It's a nice place, definitely go before it becomes too touristy!

Oh and numbered for you... ;)

Thanks. :). That's actually one of my least favourite shots of that set, it's THE photo everyone gets when they visit. Just google "Coron" and see what I mean.:D There is a reason it's so popular, shame about the originality... and the tree trunk. I think it looks a bit lopsided if the frame is shifted left and I couldn't go any further left as you have to stand on a boulder to take the shot. Perhaps a 5:4 crop may sort it.

I think my favourites out of that set are 7, 9 and either 13 or 14, I can't decide.

interesting thread and impressive travel photos.

But I'm pretty sure #7 is just a screenshot from Crysis? :p

Thanks. :)

Do you mean the kayak one of the limestone lagoon (6)? The lagoon one reminds me of Farcry, before the boring mutant things start coming into the storyline.

Next set incoming...!
 
Set 2.

Unfortunately the weather didn't last, a dastardly northerly wind started up. Normally the wind comes from the east and aside from some swell on the west of the islands it's lovely and calm, however as someone who brings the rain with him (seriously, even when I'm in the Sahara it rains...) I'm used to the rain... :p The chop and waves were another matter. We ended up doing just a few km on the 5th day as the waves were so choppy, not that it looks like it when you're standing on the islands.

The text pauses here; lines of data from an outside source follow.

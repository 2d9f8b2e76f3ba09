//! Outreach: Personalized Email Draft Generation
//!
//! An HTTP service that turns structured lead and product data into marketing
//! email drafts by templating a prompt and delegating generation to an
//! external LLM provider.

pub mod config;
pub mod draft;
pub mod error;
pub mod generation;
pub mod logging;
pub mod parse;
pub mod prompt;
pub mod provider;
pub mod server;
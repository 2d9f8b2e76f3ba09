//! Property-based tests for batch-shape guarantees.
//!
//! For any non-empty lead sequence the processor must return one outcome per
//! lead in input order, and must pause exactly once between consecutive
//! batches.

use async_trait::async_trait;
use outreach::draft::{LeadId, LeadRecord, ProductDetails};
use outreach::error::ApiError;
use outreach::generation::EmailGenerator;
use outreach::prompt::{PromptLibrary, DEFAULT_TEMPLATE_VERSION};
use outreach::provider::{
    ChatMessage, CompletionOptions, CompletionResponse, ModelProviderClient,
};
use proptest::prelude::*;
use std::sync::atomic::{AtomicUsize, Ordering};
use std::sync::Arc;
use std::time::Duration;

/// Provider that always answers with a fixed well-formed draft.
struct EchoProvider {
    calls: AtomicUsize,
}

impl EchoProvider {
    fn new() -> Self {
        Self {
            calls: AtomicUsize::new(0),
        }
    }
}

#[async_trait]
impl ModelProviderClient for EchoProvider {
    async fn complete(
        &self,
        _messages: Vec<ChatMessage>,
        _options: CompletionOptions,
    ) -> Result<CompletionResponse, ApiError> {
        self.calls.fetch_add(1, Ordering::SeqCst);
        Ok(CompletionResponse {
            content: "{\"subject\":\"Hi\",\"body\":\"Hello\"}".to_string(),
            model: "echo".to_string(),
            finish_reason: Some("stop".to_string()),
        })
    }

    fn provider_name(&self) -> &str {
        "echo"
    }

    fn model_name(&self) -> &str {
        "echo"
    }
}

fn leads(count: usize) -> Vec<LeadRecord> {
    (0..count)
        .map(|n| LeadRecord {
            name: format!("Lead {}", n),
            lead_id: LeadId::Number(n as i64),
            experience: "PM".into(),
            education: "MBA".into(),
            company: "Acme".into(),
            company_overview: "Widgets".into(),
            company_industry: "Manufacturing".into(),
        })
        .collect()
}

fn generator(provider: Arc<EchoProvider>, pauses: Arc<AtomicUsize>) -> EmailGenerator {
    let template = PromptLibrary::builtin()
        .get(DEFAULT_TEMPLATE_VERSION)
        .unwrap()
        .clone();
    EmailGenerator::new(provider, template)
        .with_batch_pause(Duration::ZERO)
        .with_pause_hook(move || {
            pauses.fetch_add(1, Ordering::SeqCst);
        })
}

#[test]
fn batch_shape_properties_hold_for_any_lead_count() {
    let mut runner = proptest::test_runner::TestRunner::default();
    let runtime = tokio::runtime::Runtime::new().unwrap();

    runner
        .run(&(1usize..40), |count| {
            let provider = Arc::new(EchoProvider::new());
            let pauses = Arc::new(AtomicUsize::new(0));
            let generator = generator(provider.clone(), pauses.clone());
            let product = ProductDetails {
                details: "A data platform.".into(),
            };

            let outcomes = runtime
                .block_on(generator.generate_batch(&leads(count), &product))
                .unwrap();

            // one outcome per lead, in input order
            prop_assert_eq!(outcomes.len(), count);
            for (n, outcome) in outcomes.iter().enumerate() {
                prop_assert_eq!(outcome.draft().lead_id.clone(), LeadId::Number(n as i64));
            }

            // one provider call per lead
            prop_assert_eq!(provider.calls.load(Ordering::SeqCst), count);

            // pauses between consecutive batches of 5, none after the last
            let expected_pauses = count.div_ceil(5) - 1;
            prop_assert_eq!(pauses.load(Ordering::SeqCst), expected_pauses);

            Ok(())
        })
        .unwrap();
}

#[test]
fn twelve_leads_pause_twice() {
    let runtime = tokio::runtime::Runtime::new().unwrap();
    let provider = Arc::new(EchoProvider::new());
    let pauses = Arc::new(AtomicUsize::new(0));
    let generator = generator(provider, pauses.clone());
    let product = ProductDetails {
        details: "A data platform.".into(),
    };

    let outcomes = runtime
        .block_on(generator.generate_batch(&leads(12), &product))
        .unwrap();

    assert_eq!(outcomes.len(), 12);
    assert_eq!(pauses.load(Ordering::SeqCst), 2);
}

South and North Cay and Pamalican Island were supposed to be stunning tropical islands to enjoy in the sun, the first three sand Islands, no rocks, just white sandy beaches and palm trees. After camping next to what can only be described as a stagnant swamp the night before and with the taste of stagnant water still in our mouthes we relished the chance of going somewhere that sounded so nice. Unfortunately as the thunder died down and we started kayaking (it had started getting stormy the night before) the weather just got worse and worse. We eventually got to the Cays, after battling through the head wind and waves 6 feet high only to realise the next legs would be in even more open water.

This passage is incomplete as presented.